Nessun testo contiene la verità.”
Ci rinuncio, va’.
Ecco, meno male, anche perché prendere una logica ferrea da un internetpoint mi sembra ancora più assurdo di un ragionamento assurdo o venuto fuori come è venuto fuori. Noto solo che del pezzo hai solo evidenziato le cose che (a tuo parere) non funzionano (ma non perché non funzionano ma perché, a tuo parere, sono, mio dio!, imprecise…).
E ancora come (a tuo parere) stoccata finale copi e incolli una cosa che ho scritto dopo un lungo intervento (che si vede bene che è scritto di fretta), e me li rimproveri.
“Pretendere”
Nelle e-mail, nei commenti ai blog e negli sms mi capita spesso di usare le virgolette, probabilmente per pigrizia o per impossibilità di precisare un significato (perchè la comunicazione è troppo veloce perchè ci sia il tempo di precisare cosa si intende).

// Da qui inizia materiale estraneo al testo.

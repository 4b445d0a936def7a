use chrono::{DateTime, Utc};
use serde::{Deserialize, Serialize};
use std::time::Duration;

/// One stored credential per identity
#[derive(Debug, Clone)]
pub struct CredentialRecord {
    pub identity: String,
    pub hashed_password: String, // PHC string, never rewritten after creation
    pub session_token: Option<String>,
    pub csrf_token: Option<String>,
    pub issued_at: Option<DateTime<Utc>>, // When the current token pair was minted
}

impl CredentialRecord {
    /// Creates a registered record without any session
    pub fn new(identity: String, hashed_password: String) -> Self {
        Self {
            identity,
            hashed_password,
            session_token: None,
            csrf_token: None,
            issued_at: None,
        }
    }

    pub fn state(&self) -> SessionState {
        match (&self.session_token, &self.csrf_token) {
            (Some(_), Some(_)) => SessionState::Authenticated,
            _ => SessionState::Registered,
        }
    }

    /// True when the current token pair is older than `max_age`.
    /// A lifetime reaching past the representable calendar never expires.
    pub fn is_expired(&self, max_age: Duration) -> bool {
        let Some(issued_at) = self.issued_at else {
            return true;
        };
        chrono::Duration::from_std(max_age)
            .ok()
            .and_then(|max_age| issued_at.checked_add_signed(max_age))
            .is_some_and(|expires_at| Utc::now() > expires_at)
    }

    /// Applies a mutation in place, keeping the token pair all-set or all-clear.
    /// Returns the session token that stopped being valid, if any.
    pub(crate) fn apply(&mut self, mutation: CredentialMutation) -> Option<String> {
        match mutation {
            CredentialMutation::IssueSession {
                session_token,
                csrf_token,
                issued_at,
            } => {
                let replaced = self.session_token.replace(session_token);
                self.csrf_token = Some(csrf_token);
                self.issued_at = Some(issued_at);
                replaced
            }
            CredentialMutation::ClearSession { session_token } => {
                if self.session_token.as_deref() != Some(session_token.as_str()) {
                    // A newer login already replaced this session
                    return None;
                }
                self.csrf_token = None;
                self.issued_at = None;
                self.session_token.take()
            }
        }
    }
}

/// Atomic changes the store can apply to an existing record
#[derive(Debug, Clone)]
pub enum CredentialMutation {
    /// Install a fresh token pair, silently replacing any previous session
    IssueSession {
        session_token: String,
        csrf_token: String,
        issued_at: DateTime<Utc>,
    },
    /// Clear the token pair, but only while `session_token` is still the live one
    ClearSession { session_token: String },
}

/// Per-identity lifecycle (anonymous identities have no record at all)
#[derive(Debug, Clone, Copy, PartialEq, Eq, Serialize, Deserialize)]
#[serde(rename_all = "snake_case")]
pub enum SessionState {
    Registered,
    Authenticated,
}
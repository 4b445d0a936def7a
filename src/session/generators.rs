use base64::{engine::general_purpose::URL_SAFE_NO_PAD, Engine as _};
use rand::{rngs::OsRng, TryRngCore};
use tracing::error;

use crate::shared::AppError;

/// Minimum token size in bytes (32 bytes = 256 bits of entropy)
pub const MIN_TOKEN_BYTES: usize = 32;

/// Source of randomness for session tokens, CSRF tokens and password salts
pub trait TokenGenerator: Send + Sync {
    /// Fills `buffer` with cryptographically secure random bytes.
    ///
    /// A failed read is the fatal [`AppError::Entropy`]; there is no fallback.
    fn fill(&self, buffer: &mut [u8]) -> Result<(), AppError>;

    /// Returns `byte_length` random bytes encoded as unpadded URL-safe base64.
    fn generate(&self, byte_length: usize) -> Result<String, AppError> {
        let mut buffer = vec![0u8; byte_length];
        self.fill(&mut buffer)?;
        Ok(URL_SAFE_NO_PAD.encode(buffer))
    }
}

/// Token generator backed by the operating system CSPRNG
pub struct OsTokenGenerator;

impl OsTokenGenerator {
    pub fn new() -> Self {
        Self
    }
}

impl Default for OsTokenGenerator {
    fn default() -> Self {
        Self::new()
    }
}

impl TokenGenerator for OsTokenGenerator {
    fn fill(&self, buffer: &mut [u8]) -> Result<(), AppError> {
        OsRng.try_fill_bytes(buffer).map_err(|e| {
            error!(error = %e, "Failed to read from OS entropy source");
            AppError::Entropy(e.to_string())
        })
    }
}

/// Length of the unpadded base64 encoding of `byte_length` bytes
pub fn encoded_len(byte_length: usize) -> usize {
    (byte_length * 4).div_ceil(3)
}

In altri ambiti, invece, le virgolette servono a mettere in evidenza un termine (in una trattazione filosofica, ad esempio), come dice appunto il vocabolario.

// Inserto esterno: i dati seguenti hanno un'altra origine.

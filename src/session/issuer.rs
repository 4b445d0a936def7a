use chrono::Utc;
use std::sync::Arc;
use tracing::{info, instrument, warn};

use super::{
    config::SessionConfig,
    generators::TokenGenerator,
    models::CredentialMutation,
    password::{PasswordHasher, SALT_BYTES},
    repository::CredentialRepository,
    types::IssuedSession,
};
use crate::shared::AppError;

/// Plaintext hashed once so that logins for unknown identities cost the same
/// as logins with a wrong password
const TIMING_DECOY_PASSWORD: &str = "timing-decoy-password";
const TIMING_DECOY_SALT: [u8; SALT_BYTES] = *b"bookshelf-decoy!";

/// Orchestrates login: verify credentials, mint a token pair, store it.
///
/// Each successful login replaces the identity's previous token pair, so an
/// identity never has more than one live session.
pub struct SessionIssuer {
    repository: Arc<dyn CredentialRepository>,
    token_generator: Arc<dyn TokenGenerator>,
    hasher: PasswordHasher,
    config: SessionConfig,
    decoy_hash: String,
}

impl SessionIssuer {
    /// Computes the decoy hash up front, so no login pays for building it
    pub fn new(
        repository: Arc<dyn CredentialRepository>,
        token_generator: Arc<dyn TokenGenerator>,
        hasher: PasswordHasher,
        config: SessionConfig,
    ) -> Result<Self, AppError> {
        let decoy_hash = hasher.hash_with_salt(TIMING_DECOY_PASSWORD, &TIMING_DECOY_SALT)?;

        Ok(Self {
            repository,
            token_generator,
            hasher,
            config,
            decoy_hash,
        })
    }

    /// Logs `username` in, invalidating whatever session it held before
    #[instrument(skip(self, password))]
    pub async fn login(&self, username: &str, password: String) -> Result<IssuedSession, AppError> {
        // Step 1: Check the password against the stored hash
        self.verify_credentials(username, password).await?;

        // Step 2: Mint two independent tokens
        let session_token = self.mint_token()?;
        let csrf_token = self.mint_token()?;

        // Step 3: Overwrite the stored pair in one atomic update
        let issued_at = Utc::now();
        let mutation = CredentialMutation::IssueSession {
            session_token: session_token.clone(),
            csrf_token: csrf_token.clone(),
            issued_at,
        };
        self.repository
            .update(username, mutation)
            .await
            .map_err(|e| match e {
                AppError::NotFound(_) => AppError::InvalidCredentials,
                other => other,
            })?;

        info!(token_length = session_token.len(), "Session issued");

        Ok(IssuedSession {
            identity: username.to_string(),
            session_token,
            csrf_token,
            issued_at,
        })
    }

    /// Unknown identity and wrong password both end in `InvalidCredentials`
    async fn verify_credentials(&self, username: &str, password: String) -> Result<(), AppError> {
        let stored_hash = match self.repository.get(username).await {
            Ok(record) => Some(record.hashed_password),
            Err(AppError::NotFound(_)) => None,
            Err(e) => return Err(e),
        };

        let hash = stored_hash.clone().unwrap_or_else(|| self.decoy_hash.clone());
        let verified = self.hasher.spawn_verify(password, hash).await?;

        if stored_hash.is_none() || !verified {
            warn!(known_identity = stored_hash.is_some(), "Login rejected");
            return Err(AppError::InvalidCredentials);
        }

        Ok(())
    }

    fn mint_token(&self) -> Result<String, AppError> {
        self.token_generator.generate(self.config.token_bytes)
    }
}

ragazzi quante seghe che vi fate!
Mauro, ecco, bravo, ci mancava solo questo. Adesso abbiamo riprodotto lo schema tipico dei commenti.

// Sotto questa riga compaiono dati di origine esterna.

use async_trait::async_trait;
use std::collections::HashMap;
use std::future::Future;
use std::time::Duration;
use tokio::sync::RwLock;
use tracing::{debug, instrument, warn};

use super::models::{CredentialMutation, CredentialRecord};
use crate::shared::AppError;

/// Trait for credential store operations
#[async_trait]
pub trait CredentialRepository: Send + Sync {
    /// Inserts a registered record with no session; `AlreadyExists` on duplicates
    async fn create(
        &self,
        identity: &str,
        hashed_password: String,
    ) -> Result<CredentialRecord, AppError>;

    async fn get(&self, identity: &str) -> Result<CredentialRecord, AppError>;

    /// Applies `mutation` atomically with respect to every other `create`/`update`
    async fn update(
        &self,
        identity: &str,
        mutation: CredentialMutation,
    ) -> Result<CredentialRecord, AppError>;

    /// Resolves the record currently holding `session_token`
    async fn find_by_session_token(
        &self,
        session_token: &str,
    ) -> Result<Option<CredentialRecord>, AppError>;
}

#[derive(Default)]
struct CredentialTable {
    records: HashMap<String, CredentialRecord>,
    sessions: HashMap<String, String>, // session_token -> identity
}

/// In-memory credential store.
///
/// Records and the session index sit behind a single lock so every mutation
/// updates both at once. Data is lost when the process restarts.
pub struct InMemoryCredentialRepository {
    table: RwLock<CredentialTable>,
    lock_timeout: Duration,
}

impl Default for InMemoryCredentialRepository {
    fn default() -> Self {
        Self::new(Duration::from_secs(2))
    }
}

impl InMemoryCredentialRepository {
    /// Creates an empty store whose lock waits give up after `lock_timeout`
    pub fn new(lock_timeout: Duration) -> Self {
        Self {
            table: RwLock::new(CredentialTable::default()),
            lock_timeout,
        }
    }

    /// Returns the number of registered identities
    pub async fn credential_count(&self) -> Result<usize, AppError> {
        Ok(self.bounded(self.table.read()).await?.records.len())
    }

    /// Returns the number of live sessions in the reverse index
    pub async fn session_count(&self) -> Result<usize, AppError> {
        Ok(self.bounded(self.table.read()).await?.sessions.len())
    }

    async fn bounded<G>(&self, acquire: impl Future<Output = G>) -> Result<G, AppError> {
        tokio::time::timeout(self.lock_timeout, acquire)
            .await
            .map_err(|_| {
                warn!(
                    timeout_ms = self.lock_timeout.as_millis() as u64,
                    "Timed out waiting for credential store lock"
                );
                AppError::StoreTimeout
            })
    }
}

#[async_trait]
impl CredentialRepository for InMemoryCredentialRepository {
    #[instrument(skip(self, hashed_password))]
    async fn create(
        &self,
        identity: &str,
        hashed_password: String,
    ) -> Result<CredentialRecord, AppError> {
        debug!("Creating credential record in memory");

        let mut table = self.bounded(self.table.write()).await?;
        if table.records.contains_key(identity) {
            warn!("Credential record already exists in memory");
            return Err(AppError::AlreadyExists);
        }

        let record = CredentialRecord::new(identity.to_string(), hashed_password);
        table.records.insert(identity.to_string(), record.clone());

        debug!("Credential record created successfully in memory");
        Ok(record)
    }

    #[instrument(skip(self))]
    async fn get(&self, identity: &str) -> Result<CredentialRecord, AppError> {
        let table = self.bounded(self.table.read()).await?;
        table.records.get(identity).cloned().ok_or_else(|| {
            debug!("Credential record not found in memory");
            AppError::NotFound("Credential record not found".to_string())
        })
    }

    #[instrument(skip(self, mutation))]
    async fn update(
        &self,
        identity: &str,
        mutation: CredentialMutation,
    ) -> Result<CredentialRecord, AppError> {
        debug!("Updating credential record in memory");

        let mut table = self.bounded(self.table.write()).await?;
        let CredentialTable { records, sessions } = &mut *table;

        let record = records.get_mut(identity).ok_or_else(|| {
            warn!("Credential record not found for update in memory");
            AppError::NotFound("Credential record not found".to_string())
        })?;

        if let Some(retired) = record.apply(mutation) {
            sessions.remove(&retired);
        }
        if let Some(live) = &record.session_token {
            sessions.insert(live.clone(), identity.to_string());
        }

        debug!(state = ?record.state(), "Credential record updated successfully in memory");
        Ok(record.clone())
    }

    #[instrument(skip(self, session_token))]
    async fn find_by_session_token(
        &self,
        session_token: &str,
    ) -> Result<Option<CredentialRecord>, AppError> {
        let table = self.bounded(self.table.read()).await?;
        let record = table
            .sessions
            .get(session_token)
            .and_then(|identity| table.records.get(identity))
            .cloned();

        match &record {
            Some(r) => debug!(identity = %r.identity, "Session token resolved in memory"),
            None => debug!("Session token not present in memory"),
        }

        Ok(record)
    }
}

Ciao! Io lo trovo un gran pezzo. eli
Da il libro di Umberto Casadei “Il suicidio di Angela B.”:
“E dopo aver ribadito che ci sono altre priorità, mi dice che, per esempio, si sta interrogando sull’esistenza o meno della punteggiatura. Al che, capirai, mi viene un po’ da ridere. Nella vita?, gli faccio. E lui, sorridendo: cos’è una virgola, per esempio, nella vita? Nel parlato, intendi dire? No, no. Proprio nella vita. Ti capita mai di percepirne, nel flusso, i punti, le spaziature, i punti e virgola, gli esclamativi, i sospensivi, le parentesi, gli aperte virgolette… ti è mai capitato di pensare, guardando – chessò, un viso, oppure un panino, oppure un edificio: cazzo è proprio fra virgolette!? Be’, ecco… Tipo, mi fa, guarda qui!, e si mette l’indice davanti al viso. La barba?, faccio. E sganascia. Tu, dice. Io? Tu non ti senti mai, in corsivo? In corsivo, sì! Cos’è, una variante?, gli chiedo. Sì, mi fa. Ma ha un’intensità molto differente, esoterica, concettuale. Ah… Poi ha cominciato a indicarmi palazzi, scooter, vetrine, cappelli, decorazioni natalizie: ci sono un sacco di cose messe fra virgolette!, mi fa. Guardo le scritte sospese sopra la strada: Merry Christmas and Happy New Year. In effetti…, faccio, portando una mano sugli occhi. Ma no, dai!, dice lui. Anche dentro?, gli faccio allora. Be’, cazzo, questo è ovvio, no? Alzo le sopracciglia: insommetta… Minchia! Eh? Insommetta!, hai detto insommetta! Embè? Come embè! Insommetta!, insommetta!, ma non senti che è un corsivo? Hai espresso un sentimento corsivo! Cosa? Ma sì!, un sentimento corsivo! Già diverso dalle cose che sono dei per così dire, fa. I per così dire sono praticamente virgolette. Il livello più elementare. Ho anche una teoria dei corsivi, sai. Sono comunque a questo stesso livello, anche se sono più intensi delle virgolette. Poi, mi indica un vecchio – come si chiama? – motorino bicicletta… È evidente, quello, gli dico: virgolette. Apre le braccia, a ribadire. Insommetta!, ripete, insommetta!, contentissimo, sorridendo e dissentendo: roba che facciamo un incidente. Quindi mi spiega che è la punteggiatura di base a mandarlo fuori di testa. E mentre entriamo nel cortile dell’Ossario, torna a chiedermi se nella vita percepisco le virgole.”
Monica, questo geniale passaggio di Umberto assomiglia più a un simpatico esercizio di creatività simile al commento di Emma (che comincia questo pezzo); il mio invece è un tentativo di analisi critica-razionale sul significato delle virgolette con l’affermazione di una tesi: usare le virgolette significa “spalancare un terreno dove ogni significato può valore”.